To solve this, we identify the relationships between the digits P, Q, R, S, and T based on the given conditions: 1. P is thrice T (P = 3T). Since P and T are single digits and T is not 0, T can only be 1, 2, or 3. If T = 1, then P = 3. If T = 2, then P = 6. If T = 3, then P = 9. 2. S is 4 more than Q, and Q is 3 more than R. This gives us the relationship: S = Q + 4 and Q = R + 3. Combining these, S = R + 7. 3. We test the possible values for R to find valid (R, Q, S) combinations: If R = 0, then Q = 3 and S = 7. If R = 1, then Q = 4 and S = 8. If R = 2, then Q = 5 and S = 9. R cannot be 3 or more because S would then exceed 9. 4. Now we combine (P, T) with (R, Q, S) while ensuring all five digits are distinct: Case 1: T = 1, P = 3. With (0, 3, 7): Invalid (3 is repeated).

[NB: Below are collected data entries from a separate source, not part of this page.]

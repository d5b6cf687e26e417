//! Parser for Gmail "print conversation" exports.
//!
//! Each message starts with a sender line such as
//! `Alice Park <alice@example.com> Wed, 25 Jun, 2025 at 10:38 am`,
//! followed by `To:`, `Cc:`, `Subject:` and `Reply to:` lines and then the body.
//! Quoted history below `------ Original Message ------` or
//! `[Quoted text hidden]` is cut off.

use std::sync::LazyLock;

use regex::Regex;
use tracing::debug;

use crate::model::address::EmailAddress;
use crate::model::record::EmailRecord;
use crate::parser::header::normalize_date;

static RE_SENDER_LINE: LazyLock<Regex> = LazyLock::new(|| {
    Regex::new(
        r"(?i)^([^<]+<[^@>]+@[^>]+>)\s+(\w+,\s+\d+\s+\w+,\s+\d+\s+at\s+\d+:\d+(?:\s*[ap]m)?)",
    )
    .unwrap()
});
static RE_QUOTED_TAIL: LazyLock<Regex> = LazyLock::new(|| {
    Regex::new(r"(?s)(?:------ Original Message ------|\[Quoted text hidden\]).*$").unwrap()
});
static RE_BLANK_RUN: LazyLock<Regex> =
    LazyLock::new(|| Regex::new(r"\n\s*\n\s*\n").unwrap());

/// Header lines that may follow a sender line.
const GMAIL_HEADERS: [&str; 5] = ["To:", "Cc:", "Subject:", "Reply to:", "From:"];

/// Split a Gmail print export into one record per message.
///
/// Records are labeled `email_001.txt`, `email_002.txt`, ... in order of
/// appearance. Text before the first sender line is ignored.
pub fn parse_gmail_export(text: &str) -> Vec<EmailRecord> {
    let mut chunks: Vec<Vec<&str>> = Vec::new();
    for line in text.lines() {
        if RE_SENDER_LINE.is_match(line) {
            chunks.push(vec![line]);
        } else if let Some(current) = chunks.last_mut() {
            current.push(line);
        }
    }

    let records: Vec<EmailRecord> = chunks
        .iter()
        .enumerate()
        .filter_map(|(i, lines)| parse_message(lines, &format!("email_{:03}.txt", i + 1)))
        .collect();
    debug!(messages = records.len(), "Parsed Gmail export");
    records
}

fn parse_message(lines: &[&str], source_id: &str) -> Option<EmailRecord> {
    let caps = RE_SENDER_LINE.captures(lines.first()?)?;
    let sender = EmailAddress::parse(&caps[1]);

    let mut headers = vec![
        ("from".to_string(), sender.to_string()),
        ("date".to_string(), normalize_date(&caps[2])),
    ];

    let mut rest = lines[1..].iter().peekable();
    while let Some(line) = rest.next_if(|l| GMAIL_HEADERS.iter().any(|h| l.starts_with(h))) {
        if let Some((name, value)) = line.split_once(':') {
            let name = name.trim().to_lowercase().replace(' ', "-");
            // `From:` inside the header block is a repeat of the sender line.
            if name != "from" && !headers.iter().any(|(n, _)| *n == name) {
                headers.push((name, value.trim().to_string()));
            }
        }
    }

    let body: Vec<&str> = rest.copied().collect();
    let body = body.join("\n");
    let body = RE_QUOTED_TAIL.replace(body.trim(), "");
    let body = RE_BLANK_RUN.replace_all(&body, "\n\n");
    let body = body.trim();

    Some(EmailRecord::new(
        headers,
        body.lines().map(str::to_string).collect(),
        source_id,
    ))
}
//! Thread splitter: cut a multi-message blob (PDF extraction, pasted export)
//! into one [`ThreadSegment`] per message.
//!
//! The splitter walks the blob line by line through three states:
//!
//! - `SeekingHeader`: at the start, or right after a separator line.
//! - `InHeader`: inside a header block that opened with an anchor.
//! - `InBody`: anywhere else.
//!
//! A header block *anchor* is a `From:` line followed, within a few
//! contiguous header-field lines, by a `Subject:` and a `Date:` or `Sent:`
//! line. An anchor always opens a new segment, except while already in a
//! header block. Explicit separator lines (`----- Original Message -----`,
//! forwarded-message banners, `--- PAGE n ---`) close the current segment
//! and are dropped, but only with [`SplitStrategy::SeparatorAnchored`];
//! with [`SplitStrategy::HeaderAnchored`] they stay in the text.

use std::borrow::Cow;
use std::sync::LazyLock;

use regex::Regex;
use serde::{Deserialize, Serialize};
use tracing::debug;

use crate::model::segment::ThreadSegment;

/// Segments shorter than this many characters are treated as noise.
pub const DEFAULT_MIN_SEGMENT_LEN: usize = 50;

/// How many header-field lines after a `From:` line are inspected for an anchor.
const HEADER_WINDOW: usize = 8;

static RE_MESSAGE_BANNER: LazyLock<Regex> = LazyLock::new(|| {
    Regex::new(r"(?i)^\s*-*\s*(?:original message|forwarded message)\s*-*\s*$").unwrap()
});
static RE_PAGE_BREAK: LazyLock<Regex> =
    LazyLock::new(|| Regex::new(r"(?i)^\s*-{2,}\s*page\s*\d+\s*-{2,}\s*$").unwrap());

/// Which boundaries cut a blob into segments.
#[derive(Debug, Clone, Copy, Default, PartialEq, Eq, Serialize, Deserialize)]
pub enum SplitStrategy {
    /// Only header-block anchors cut.
    #[serde(rename = "header")]
    HeaderAnchored,
    /// Separator lines cut (and are dropped); anchors inside a chunk still cut.
    #[default]
    #[serde(rename = "separator")]
    SeparatorAnchored,
}

/// Classification of a single line.
#[derive(Debug, Clone, Copy, PartialEq, Eq)]
pub enum LineKind {
    /// Whitespace only.
    Blank,
    /// A message banner or page-break marker.
    Separator,
    /// `From: ...`
    HeaderStart,
    /// Another recognized header field, by canonical lower-case name.
    HeaderField(&'static str),
    /// Anything else.
    Text,
}

/// Classify one line of a blob.
pub fn classify_line(line: &str) -> LineKind {
    if line.trim().is_empty() {
        return LineKind::Blank;
    }
    if RE_MESSAGE_BANNER.is_match(line) || RE_PAGE_BREAK.is_match(line) {
        return LineKind::Separator;
    }

    let Some((name, _)) = line.trim_start().split_once(':') else {
        return LineKind::Text;
    };
    match name.trim().to_ascii_lowercase().as_str() {
        "from" => LineKind::HeaderStart,
        "to" => LineKind::HeaderField("to"),
        "cc" => LineKind::HeaderField("cc"),
        "bcc" => LineKind::HeaderField("bcc"),
        "subject" => LineKind::HeaderField("subject"),
        "date" => LineKind::HeaderField("date"),
        "sent" => LineKind::HeaderField("sent"),
        "reply-to" | "reply to" => LineKind::HeaderField("reply-to"),
        _ => LineKind::Text,
    }
}

#[derive(Debug, Clone, Copy, PartialEq, Eq)]
enum State {
    SeekingHeader,
    InHeader,
    InBody,
}

/// Lines collected for the segment under construction.
struct Pending<'a> {
    offset: usize,
    lines: Vec<&'a str>,
}

/// Splits raw blobs into thread segments.
#[derive(Debug, Clone, Copy, PartialEq, Eq)]
pub struct ThreadSplitter {
    pub strategy: SplitStrategy,
    pub min_segment_len: usize,
}

impl Default for ThreadSplitter {
    fn default() -> Self {
        Self {
            strategy: SplitStrategy::default(),
            min_segment_len: DEFAULT_MIN_SEGMENT_LEN,
        }
    }
}

impl ThreadSplitter {
    pub fn new(strategy: SplitStrategy, min_segment_len: usize) -> Self {
        Self {
            strategy,
            min_segment_len,
        }
    }

    /// Split `blob` into segments, in order of appearance.
    ///
    /// Segments are trimmed; any shorter than `min_segment_len` characters
    /// are discarded. The result may be empty.
    ///
    /// CRLF line endings are normalized to LF first, so segment offsets index
    /// the normalized blob. For LF input that is the blob itself.
    pub fn split(&self, blob: &str) -> Vec<ThreadSegment> {
        let blob = normalize_newlines(blob);
        let mut offset = 0;
        let lines: Vec<(usize, &str)> = blob
            .split('\n')
            .map(|line| {
                let start = offset;
                offset += line.len() + 1;
                (start, line)
            })
            .collect();
        let kinds: Vec<LineKind> = lines.iter().map(|(_, l)| classify_line(l)).collect();

        let mut segments = Vec::new();
        let mut pending: Option<Pending> = None;
        let mut state = State::SeekingHeader;

        for (i, &(line_offset, line)) in lines.iter().enumerate() {
            let kind = kinds[i];

            if kind == LineKind::Separator && self.strategy == SplitStrategy::SeparatorAnchored {
                self.close(pending.take(), &mut segments);
                state = State::SeekingHeader;
                continue;
            }

            if kind == LineKind::HeaderStart && state != State::InHeader && is_anchor(&kinds, i) {
                self.close(pending.take(), &mut segments);
                pending = Some(Pending {
                    offset: line_offset + leading_ws(line),
                    lines: vec![line],
                });
                state = State::InHeader;
                continue;
            }

            match pending.as_mut() {
                Some(p) => p.lines.push(line),
                None if kind == LineKind::Blank => {}
                None => {
                    pending = Some(Pending {
                        offset: line_offset + leading_ws(line),
                        lines: vec![line],
                    })
                }
            }

            state = match (state, kind) {
                (State::InHeader, LineKind::HeaderStart | LineKind::HeaderField(_)) => State::InHeader,
                (State::SeekingHeader, LineKind::Blank) => State::SeekingHeader,
                _ => State::InBody,
            };
        }
        self.close(pending.take(), &mut segments);

        debug!(
            strategy = ?self.strategy,
            segments = segments.len(),
            "Split blob"
        );
        segments
    }

    /// Like [`split`](Self::split), but when nothing survives filtering the
    /// whole trimmed blob comes back as a single segment.
    ///
    /// Only a blob that is empty or all whitespace yields no segments.
    pub fn split_or_whole(&self, blob: &str) -> Vec<ThreadSegment> {
        let segments = self.split(blob);
        if !segments.is_empty() {
            return segments;
        }

        let blob = normalize_newlines(blob);
        let text = blob.trim();
        if text.is_empty() {
            return Vec::new();
        }
        debug!("No segment passed the length filter, keeping the whole blob");
        vec![ThreadSegment {
            raw_text: text.to_string(),
            derived_subject: find_subject(text.lines()),
            position: 0,
            offset: leading_ws(&blob),
        }]
    }

    fn close(&self, pending: Option<Pending>, out: &mut Vec<ThreadSegment>) {
        let Some(pending) = pending else {
            return;
        };
        let text = pending.lines.join("\n");
        let text = text.trim();
        let len = text.chars().count();
        if len < self.min_segment_len {
            if len > 0 {
                debug!(offset = pending.offset, len, "Dropping short segment");
            }
            return;
        }
        out.push(ThreadSegment {
            raw_text: text.to_string(),
            derived_subject: find_subject(pending.lines.iter().copied()),
            position: out.len(),
            offset: pending.offset,
        });
    }
}

/// Whether the `From:` line at `start` opens a header block.
fn is_anchor(kinds: &[LineKind], start: usize) -> bool {
    let mut subject = false;
    let mut date = false;
    for kind in kinds.iter().skip(start + 1).take(HEADER_WINDOW) {
        match kind {
            LineKind::HeaderField("subject") => subject = true,
            LineKind::HeaderField("date" | "sent") => date = true,
            LineKind::HeaderField(_) => {}
            _ => break,
        }
    }
    subject && date
}

fn find_subject<'a>(lines: impl Iterator<Item = &'a str>) -> Option<String> {
    lines
        .filter(|l| classify_line(l) == LineKind::HeaderField("subject"))
        .filter_map(|l| l.split_once(':').map(|(_, v)| v.trim().to_string()))
        .find(|s| !s.is_empty())
}

/// Replace CRLF line endings with LF.
pub fn normalize_newlines(blob: &str) -> Cow<'_, str> {
    if blob.contains("\r\n") {
        Cow::Owned(blob.replace("\r\n", "\n"))
    } else {
        Cow::Borrowed(blob)
    }
}

fn leading_ws(s: &str) -> usize {
    s.len() - s.trim_start().len()
}
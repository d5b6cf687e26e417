//! Text parsing: single email files, quote-trail reordering, multi-message
//! blob splitting, Gmail print exports, and header-value helpers.

pub mod email;
pub mod gmail;
pub mod header;
pub mod splitter;
pub mod trail;

pub use email::{load_email_file, parse, ParseMode};
pub use gmail::parse_gmail_export;
pub use splitter::{SplitStrategy, ThreadSplitter};
pub use trail::reorder;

With (1, 4, 8): Invalid (1 is repeated). With (2, 5, 9): Valid (Digits: 3, 5, 2, 9, 1). Case 2: T = 2, P = 6. With (0, 3, 7): Valid (Digits: 6, 3, 0, 7, 2). With (1, 4, 8): Valid (Digits: 6, 4, 1, 8, 2). With (2, 5, 9): Invalid (2 is repeated). Case 3: T = 3, P = 9. With (0, 3, 7): Invalid (3 is repeated). With (1, 4, 8): Valid (Digits: 9, 4, 1, 8, 3). With (2, 5, 9): Invalid (9 is repeated). Counting the valid combinations, we get 1 + 2 + 1 = 4 possible numbers. Therefore, option B is correct.